(TASK ITEM):
Lines below that include "translation" are the answer; copy each one.

Start of DATA FOR THE TASK

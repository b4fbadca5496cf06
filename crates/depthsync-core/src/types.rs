use serde::{Deserialize, Serialize};
use std::{fmt, time::Duration};

/// Creates the device timestamp used by the synchronizer to group frames.
pub trait WithTimestamp: Send {
    fn timestamp(&self) -> Duration;
}

/// The kind of a sensor stream.
#[derive(Debug, Clone, Copy, PartialEq, Eq, Hash, PartialOrd, Ord, Serialize, Deserialize)]
#[serde(rename_all = "snake_case")]
pub enum StreamKind {
    Any,
    Depth,
    Infrared,
    Color,
    Fisheye,
    Gyro,
    Accel,
}

impl StreamKind {
    pub fn as_str(&self) -> &'static str {
        match self {
            StreamKind::Any => "any",
            StreamKind::Depth => "depth",
            StreamKind::Infrared => "infrared",
            StreamKind::Color => "color",
            StreamKind::Fisheye => "fisheye",
            StreamKind::Gyro => "gyro",
            StreamKind::Accel => "accel",
        }
    }

    /// Checks if frames of this kind carry motion samples instead of
    /// pixels.
    pub fn is_motion(&self) -> bool {
        matches!(self, StreamKind::Gyro | StreamKind::Accel)
    }
}

impl fmt::Display for StreamKind {
    fn fmt(&self, f: &mut fmt::Formatter<'_>) -> fmt::Result {
        f.write_str(self.as_str())
    }
}

/// Identity of a logical stream: the stream kind plus its sub-index.
///
/// Every enabled stream owns exactly one key, and all per-stream state
/// of a session is indexed by it.
#[derive(Debug, Clone, Copy, PartialEq, Eq, Hash, PartialOrd, Ord, Serialize, Deserialize)]
pub struct StreamKey {
    pub kind: StreamKind,
    pub index: u32,
}

impl StreamKey {
    pub const fn new(kind: StreamKind, index: u32) -> Self {
        Self { kind, index }
    }
}

impl fmt::Display for StreamKey {
    fn fmt(&self, f: &mut fmt::Formatter<'_>) -> fmt::Result {
        write!(f, "({}, {})", self.kind, self.index)
    }
}

pub const DEPTH: StreamKey = StreamKey::new(StreamKind::Depth, 0);
pub const INFRA1: StreamKey = StreamKey::new(StreamKind::Infrared, 1);
pub const INFRA2: StreamKey = StreamKey::new(StreamKind::Infrared, 2);
pub const COLOR: StreamKey = StreamKey::new(StreamKind::Color, 0);
pub const FISHEYE: StreamKey = StreamKey::new(StreamKind::Fisheye, 0);
pub const FISHEYE1: StreamKey = StreamKey::new(StreamKind::Fisheye, 1);
pub const FISHEYE2: StreamKey = StreamKey::new(StreamKind::Fisheye, 2);
pub const GYRO: StreamKey = StreamKey::new(StreamKind::Gyro, 0);
pub const ACCEL: StreamKey = StreamKey::new(StreamKind::Accel, 0);

/// Streams delivering images, in the order sensors are opened.
pub const IMAGE_STREAMS: [StreamKey; 7] = [DEPTH, INFRA1, INFRA2, COLOR, FISHEYE, FISHEYE1, FISHEYE2];

/// Streams delivering motion samples.
pub const HID_STREAMS: [StreamKey; 2] = [GYRO, ACCEL];

/// Pixel or sample format of a frame as reported by the device.
#[derive(Debug, Clone, Copy, PartialEq, Eq, Hash, Serialize, Deserialize)]
#[serde(rename_all = "snake_case")]
pub enum Format {
    Any,
    /// 16-bit depth in device units.
    Z16,
    /// 32-bit float disparity.
    Disparity32,
    Y8,
    Rgb8,
    Raw8,
    MotionXyz32f,
}

impl Format {
    pub fn bytes_per_pixel(&self) -> usize {
        match self {
            Format::Any => 0,
            Format::Z16 => 2,
            Format::Disparity32 => 4,
            Format::Y8 | Format::Raw8 => 1,
            Format::Rgb8 => 3,
            Format::MotionXyz32f => 12,
        }
    }
}

impl fmt::Display for Format {
    fn fmt(&self, f: &mut fmt::Formatter<'_>) -> fmt::Result {
        let name = match self {
            Format::Any => "ANY",
            Format::Z16 => "Z16",
            Format::Disparity32 => "DISPARITY32",
            Format::Y8 => "Y8",
            Format::Rgb8 => "RGB8",
            Format::Raw8 => "RAW8",
            Format::MotionXyz32f => "MOTION_XYZ32F",
        };
        f.write_str(name)
    }
}

/// Image encoding announced to consumers of published images.
#[derive(Debug, Clone, Copy, PartialEq, Eq, Hash, Serialize, Deserialize)]
pub enum Encoding {
    #[serde(rename = "16UC1")]
    Mono16,
    #[serde(rename = "8UC1")]
    Mono8,
    #[serde(rename = "rgb8")]
    Rgb8,
    #[serde(rename = "32FC1")]
    Float32,
}

impl Encoding {
    pub fn as_str(&self) -> &'static str {
        match self {
            Encoding::Mono16 => "16UC1",
            Encoding::Mono8 => "8UC1",
            Encoding::Rgb8 => "rgb8",
            Encoding::Float32 => "32FC1",
        }
    }

    /// Maps a device format to the encoding its pixels are published in.
    pub fn for_format(format: Format) -> Option<Self> {
        match format {
            Format::Z16 => Some(Encoding::Mono16),
            Format::Y8 | Format::Raw8 => Some(Encoding::Mono8),
            Format::Rgb8 => Some(Encoding::Rgb8),
            Format::Disparity32 => Some(Encoding::Float32),
            Format::Any | Format::MotionXyz32f => None,
        }
    }
}

impl fmt::Display for Encoding {
    fn fmt(&self, f: &mut fmt::Formatter<'_>) -> fmt::Result {
        f.write_str(self.as_str())
    }
}

/// Clock domain the device stamped a frame in.
#[derive(Debug, Clone, Copy, PartialEq, Eq, Hash, Default, Serialize, Deserialize)]
#[serde(rename_all = "snake_case")]
pub enum TimestampDomain {
    #[default]
    HardwareClock,
    /// Frame metadata is unavailable and the host clock was used instead.
    SystemTime,
    GlobalTime,
}

/// Converts a device timestamp in milliseconds to a [Duration],
/// flooring negative values at zero.
pub fn device_ms_to_duration(timestamp_ms: f64) -> Duration {
    if timestamp_ms > 0.0 {
        Duration::try_from_secs_f64(timestamp_ms / 1000.0).unwrap_or_default()
    } else {
        Duration::ZERO
    }
}

#[cfg(test)]
mod tests {
    use super::*;

    #[test]
    fn test_stream_key_display() {
        assert_eq!(INFRA1.to_string(), "(infrared, 1)");
        assert_eq!(DEPTH.to_string(), "(depth, 0)");
    }

    #[test]
    fn test_stream_keys_are_distinct() {
        let mut keys: Vec<_> = IMAGE_STREAMS.iter().chain(HID_STREAMS.iter()).collect();
        keys.sort();
        keys.dedup();
        assert_eq!(keys.len(), IMAGE_STREAMS.len() + HID_STREAMS.len());
    }

    #[test]
    fn test_encoding_for_format() {
        assert_eq!(Encoding::for_format(Format::Z16), Some(Encoding::Mono16));
        assert_eq!(Encoding::for_format(Format::Rgb8), Some(Encoding::Rgb8));
        assert_eq!(Encoding::for_format(Format::MotionXyz32f), None);
    }

    #[test]
    fn test_device_ms_to_duration() {
        assert_eq!(device_ms_to_duration(1500.0), Duration::from_millis(1500));
        assert_eq!(device_ms_to_duration(-3.0), Duration::ZERO);
        assert_eq!(device_ms_to_duration(f64::NAN), Duration::ZERO);
        assert_eq!(device_ms_to_duration(f64::INFINITY), Duration::ZERO);
        assert_eq!(device_ms_to_duration(1e300), Duration::ZERO);
    }
}
//! Records handed to the messaging collaborator.

use crate::{
    calibration::{Intrinsics, MotionIntrinsics},
    extrinsics::Extrinsics,
    types::Encoding,
};
use nalgebra::UnitQuaternion;
use serde::Serialize;
use std::time::Duration;

#[derive(Debug, Clone, PartialEq, Default, Serialize)]
pub struct Header {
    /// Project time of the record.
    #[serde(with = "humantime_serde")]
    pub stamp: Duration,
    pub frame_id: String,
    pub seq: u64,
}

impl Header {
    pub fn new(stamp: Duration, frame_id: impl Into<String>) -> Self {
        Self {
            stamp,
            frame_id: frame_id.into(),
            seq: 0,
        }
    }
}

#[derive(Debug, Clone, PartialEq, Serialize)]
pub struct Image {
    pub header: Header,
    pub width: u32,
    pub height: u32,
    pub encoding: Encoding,
    pub is_bigendian: bool,
    /// Row length in bytes.
    pub step: u32,
    pub data: Vec<u8>,
}

/// Pinhole calibration record with a plumb-bob distortion model.
#[derive(Debug, Clone, PartialEq, Serialize)]
pub struct CameraInfo {
    pub header: Header,
    pub width: u32,
    pub height: u32,
    pub distortion_model: String,
    pub d: Vec<f64>,
    pub k: [f64; 9],
    pub r: [f64; 9],
    pub p: [f64; 12],
}

impl CameraInfo {
    pub fn from_intrinsics(intrinsics: &Intrinsics, frame_id: &str) -> Self {
        let Intrinsics {
            width,
            height,
            ppx,
            ppy,
            fx,
            fy,
            coeffs,
            ..
        } = *intrinsics;
        let (fx, fy, ppx, ppy) = (fx as f64, fy as f64, ppx as f64, ppy as f64);

        Self {
            header: Header::new(Duration::ZERO, frame_id),
            width,
            height,
            distortion_model: "plumb_bob".to_string(),
            d: coeffs.iter().map(|&c| c as f64).collect(),
            k: [fx, 0.0, ppx, 0.0, fy, ppy, 0.0, 0.0, 1.0],
            r: [1.0, 0.0, 0.0, 0.0, 1.0, 0.0, 0.0, 0.0, 1.0],
            p: [fx, 0.0, ppx, 0.0, 0.0, fy, ppy, 0.0, 0.0, 0.0, 1.0, 0.0],
        }
    }
}

#[derive(Debug, Clone, Copy, PartialEq, Default, Serialize)]
pub struct Vec3 {
    pub x: f64,
    pub y: f64,
    pub z: f64,
}

impl From<[f32; 3]> for Vec3 {
    fn from([x, y, z]: [f32; 3]) -> Self {
        Self {
            x: x as f64,
            y: y as f64,
            z: z as f64,
        }
    }
}

#[derive(Debug, Clone, Copy, PartialEq, Default, Serialize)]
pub struct Quaternion {
    pub x: f64,
    pub y: f64,
    pub z: f64,
    pub w: f64,
}

impl Quaternion {
    pub const IDENTITY: Self = Self {
        x: 0.0,
        y: 0.0,
        z: 0.0,
        w: 1.0,
    };
}

impl From<UnitQuaternion<f32>> for Quaternion {
    fn from(q: UnitQuaternion<f32>) -> Self {
        Self {
            x: q.i as f64,
            y: q.j as f64,
            z: q.k as f64,
            w: q.w as f64,
        }
    }
}

/// A single gyroscope or accelerometer reading. Orientation is not
/// estimated and is flagged with `-1` in the first covariance entry.
#[derive(Debug, Clone, PartialEq, Serialize)]
pub struct Imu {
    pub header: Header,
    pub orientation: Quaternion,
    pub orientation_covariance: [f64; 9],
    pub angular_velocity: Vec3,
    pub angular_velocity_covariance: [f64; 9],
    pub linear_acceleration: Vec3,
    pub linear_acceleration_covariance: [f64; 9],
}

/// Intrinsics of a motion sensor, published once per session.
#[derive(Debug, Clone, PartialEq, Serialize)]
pub struct ImuInfo {
    pub header: Header,
    /// Row-major 3x4 scale and bias matrix.
    pub data: [f64; 12],
    pub noise_variances: [f64; 3],
    pub bias_variances: [f64; 3],
}

impl ImuInfo {
    pub fn from_intrinsics(intrinsics: &MotionIntrinsics, frame_id: &str) -> Self {
        let mut data = [0.0; 12];
        for (i, row) in intrinsics.data.iter().enumerate() {
            for (j, value) in row.iter().enumerate() {
                data[i * 4 + j] = *value as f64;
            }
        }

        Self {
            header: Header::new(Duration::ZERO, frame_id),
            data,
            noise_variances: intrinsics.noise_variances.map(|v| v as f64),
            bias_variances: intrinsics.bias_variances.map(|v| v as f64),
        }
    }
}

#[derive(Debug, Clone, PartialEq, Serialize)]
pub struct TransformStamped {
    pub header: Header,
    pub child_frame_id: String,
    pub translation: Vec3,
    pub rotation: Quaternion,
}

/// Rotation (column-major) and translation between two streams.
#[derive(Debug, Clone, PartialEq, Serialize)]
pub struct ExtrinsicsMsg {
    pub header: Header,
    pub rotation: [f64; 9],
    pub translation: [f64; 3],
}

impl ExtrinsicsMsg {
    pub fn new(extrinsics: &Extrinsics, frame_id: &str) -> Self {
        Self {
            header: Header::new(Duration::ZERO, frame_id),
            rotation: extrinsics.rotation.map(|v| v as f64),
            translation: extrinsics.translation.map(|v| v as f64),
        }
    }
}

/// Side-channel record counting frames that produced output.
#[derive(Debug, Clone, PartialEq, Serialize)]
pub struct Counter {
    pub header: Header,
    pub counter: u64,
}
#[cfg(test)]
mod tests {
    use super::*;
    use crate::{
        gate::ChannelSink,
        registry,
        time::{SystemClock, TimestampPolicy},
        types::{ACCEL, COLOR, Format, TimestampDomain},
    };

    fn context() -> SessionContext {
        let time_base = Arc::new(TimeBase::new(
            Arc::new(SystemClock::new()),
            TimestampPolicy::Unsynchronized,
        ));
        let mut ctx = SessionContext::new(FrameIds::default(), time_base);
        let ids = FrameIds::default();

        for key in [DEPTH, COLOR] {
            let intr = Intrinsics::ideal(2.0, 2, 2);
            let desc = registry::describe(key).unwrap();
            let info = CameraInfo::from_intrinsics(&intr, ids.optical(key));
            ctx.add_stream(key, StreamState::new(desc, Some(info)));
        }
        ctx.add_stream(
            ACCEL,
            StreamState::new(registry::describe(ACCEL).unwrap(), None),
        );
        ctx
    }

    fn drain(rx: &flume::Receiver<Output>) -> Vec<Output> {
        rx.try_iter().collect()
    }

    #[test]
    fn test_seq_advances_without_subscribers() {
        let mut ctx = context();
        let mut pipeline = Pipeline::new(FilterChain::empty(), 0.001);
        let (sink, rx) = ChannelSink::unbounded();

        for i in 0..3 {
            let frame = VideoFrame::from_depth(DEPTH, 2, 2, &[1, 2, 3, 4])
                .with_timestamp(i as f64 * 33.0, i);
            let report = pipeline.process_frame(&mut ctx, Frame::Single(frame), &sink);
            assert_eq!(report.published, 0);
        }

        assert_eq!(ctx.seq(DEPTH), 3);
        assert!(drain(&rx).is_empty());
        assert_eq!(ctx.image_counter(), 0);
    }

    #[test]
    fn test_publish_image_and_counter() {
        let mut ctx = context();
        let mut pipeline = Pipeline::new(FilterChain::empty(), 0.001);
        let (sink, rx) = ChannelSink::unbounded();
        sink.subscribe(Topic::Image(DEPTH));
        sink.subscribe(Topic::Counter);

        let frame = VideoFrame::from_depth(DEPTH, 2, 2, &[1, 2, 3, 4]).with_timestamp(10.0, 42);
        let report = pipeline.process_frame(&mut ctx, Frame::Single(frame), &sink);
        assert_eq!(report.published, 3);

        let outputs = drain(&rx);
        let topics: Vec<_> = outputs.iter().map(|o| o.topic).collect();
        assert_eq!(
            topics,
            vec![Topic::CameraInfo(DEPTH), Topic::Image(DEPTH), Topic::Counter]
        );

        let Payload::Image(image) = &outputs[1].payload else {
            panic!("expected an image");
        };
        assert_eq!(image.header.seq, 42);
        assert_eq!(image.header.frame_id, "camera_depth_optical_frame");
        assert_eq!(image.encoding, Encoding::Mono16);
        assert_eq!(image.step, 4);
        assert_eq!(ctx.image_counter(), 1);
    }

    #[test]
    fn test_colorized_depth_declares_color_encoding() {
        let mut ctx = context();
        ctx.declare_colorized_depth(&registry::describe(COLOR).unwrap());
        let mut pipeline = Pipeline::new(FilterChain::empty(), 0.001);
        let (sink, rx) = ChannelSink::unbounded();
        sink.subscribe(Topic::Image(DEPTH));

        let frame = VideoFrame::new(DEPTH, Format::Rgb8, 2, 2, vec![0; 12]);
        pipeline.process_frame(&mut ctx, Frame::Single(frame), &sink);

        let image = drain(&rx)
            .into_iter()
            .find_map(|o| match o.payload {
                Payload::Image(image) => Some(image),
                _ => None,
            })
            .unwrap();
        assert_eq!(image.encoding, Encoding::Rgb8);
        assert_eq!(image.step, 6);
    }

    #[test]
    fn test_motion_dropped_until_anchored() {
        let mut ctx = context();
        let mut pipeline = Pipeline::new(FilterChain::empty(), 0.001);
        let (sink, rx) = ChannelSink::unbounded();
        sink.subscribe_all();

        let sample = MotionFrame {
            key: ACCEL,
            axes: [0.0, 0.0, 9.81],
            timestamp_ms: 5.0,
            domain: TimestampDomain::HardwareClock,
            frame_number: 1,
        };
        let report = pipeline.process_motion(&mut ctx, sample, &sink);
        assert_eq!(report, FrameReport::default());
        assert!(drain(&rx).is_empty());

        let frame = VideoFrame::from_depth(DEPTH, 2, 2, &[1, 2, 3, 4]).with_timestamp(0.0, 0);
        pipeline.process_frame(&mut ctx, Frame::Single(frame), &sink);
        drain(&rx);

        pipeline.process_motion(&mut ctx, sample, &sink);
        let outputs = drain(&rx);
        assert_eq!(outputs.len(), 1);
        let Payload::Imu(imu) = &outputs[0].payload else {
            panic!("expected an IMU sample");
        };
        assert_eq!(imu.header.seq, 1);
        assert_eq!(imu.header.frame_id, "camera_accel_optical_frame");
        assert_eq!(imu.orientation_covariance[0], -1.0);
        assert_eq!(imu.orientation, Quaternion::default());
        assert!((imu.linear_acceleration.z - 9.81).abs() < 1e-5);
        assert_eq!(imu.angular_velocity, Vec3::default());
    }

    #[test]
    fn test_unknown_stream_is_logged_not_fatal() {
        let mut ctx = context();
        let mut pipeline = Pipeline::new(FilterChain::empty(), 0.001);
        let (sink, _rx) = ChannelSink::unbounded();
        sink.subscribe_all();

        let frame = VideoFrame::new(crate::types::FISHEYE, Format::Raw8, 1, 1, vec![0]);
        let report = pipeline.process_frame(&mut ctx, Frame::Single(frame), &sink);
        assert_eq!(report, FrameReport::default());
    }
}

End of DATA FOR THE TASK

(FINISHED TASK):
    pub translation: Vec3,
/// Rotation (column-major) and translation between two streams.
    pub translation: [f64; 3],
            translation: extrinsics.translation.map(|v| v as f64),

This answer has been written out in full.